# Updated Sookie Pics.



## APBTkisses (May 23, 2009)

She's around 3 months or so old now. Also quick question- at what age is your hedgie considered "full grown", size wise.


























Best of the bunch. When I zoom in this is a great quill shot!









Thanks for looking.


----------



## LizardGirl (Aug 25, 2008)

Sookie is too cute. I love her little eyes, they look so dark for her color.


----------



## JerseyDM (Jul 29, 2009)

What color is she?

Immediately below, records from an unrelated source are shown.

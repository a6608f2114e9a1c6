use std::ops::Deref;

use memmap2::Mmap;

/// The contents of a file, held in whichever kind of memory the read strategy chose.
///
/// Dereferences to the file bytes.
#[derive(Debug)]
pub struct FileBuffer {
    storage: Storage,
}

#[derive(Debug)]
enum Storage {
    // Growable heap allocation.
    Heap(Vec<u8>),

    // Allocated once at the exact file size and never resized.
    Fixed(Box<[u8]>),

    Mapped(Mmap),
}

impl FileBuffer {
    pub(crate) fn heap(bytes: Vec<u8>) -> Self {
        Self {
            storage: Storage::Heap(bytes),
        }
    }

    pub(crate) fn fixed(bytes: Box<[u8]>) -> Self {
        Self {
            storage: Storage::Fixed(bytes),
        }
    }

    pub(crate) fn mapped(map: Mmap) -> Self {
        Self {
            storage: Storage::Mapped(map),
        }
    }

    /// Whether the contents are a memory mapping of the file rather than a copy.
    #[must_use]
    pub fn is_mapped(&self) -> bool {
        matches!(self.storage, Storage::Mapped(_))
    }
}

impl Deref for FileBuffer {
    type Target = [u8];

    fn deref(&self) -> &[u8] {
        match &self.storage {
            Storage::Heap(bytes) => bytes,
            Storage::Fixed(bytes) => bytes,
            Storage::Mapped(map) => map,
        }
    }
}

#[cfg(test)]
#[cfg_attr(coverage_nightly, coverage(off))]
mod tests {
    use super::*;

    #[test]
    fn heap_derefs_to_contents() {
        let buffer = FileBuffer::heap(vec![1, 2, 3]);

        assert_eq!(&*buffer, &[1, 2, 3]);
        assert!(!buffer.is_mapped());
    }

    #[test]
    fn fixed_derefs_to_contents() {
        let buffer = FileBuffer::fixed(vec![4, 5].into_boxed_slice());

        assert_eq!(buffer.len(), 2);
        assert!(!buffer.is_mapped());
    }
}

Very cute. 

She should be full grown by 6 months.


----------



## LizardGirl (Aug 25, 2008)

Most are usually adult size by six months, but many continue to fill out for a few months more.


----------



## shetland (Sep 2, 2008)

Awwwwwwww I love her expression in the second pictures. She is adorable . Thank you for the pictures.


----------



## Bengall77 (Aug 1, 2009)

Such a beautiful color! She looks like a very sweet hedgehog. Out of curiosity, did you get her name from the Charlaine Harris books? It would make sense, what with her being such a pretty blonde color.


----------



## APBTkisses (May 23, 2009)

Hehe, thanks all- in that 2nd picture she was smelling out the place for quite some time!

Her eyes are pitch black, I love it. Contrast is wonderful in her. She is sitting in my lap right now!!  She loves being held. 

Bengall77- Ultimately, yes that is where her name is from. It works quite well since she is a blondie :lol: I havent read the books, but True Blood is my favorite show-by far.


----------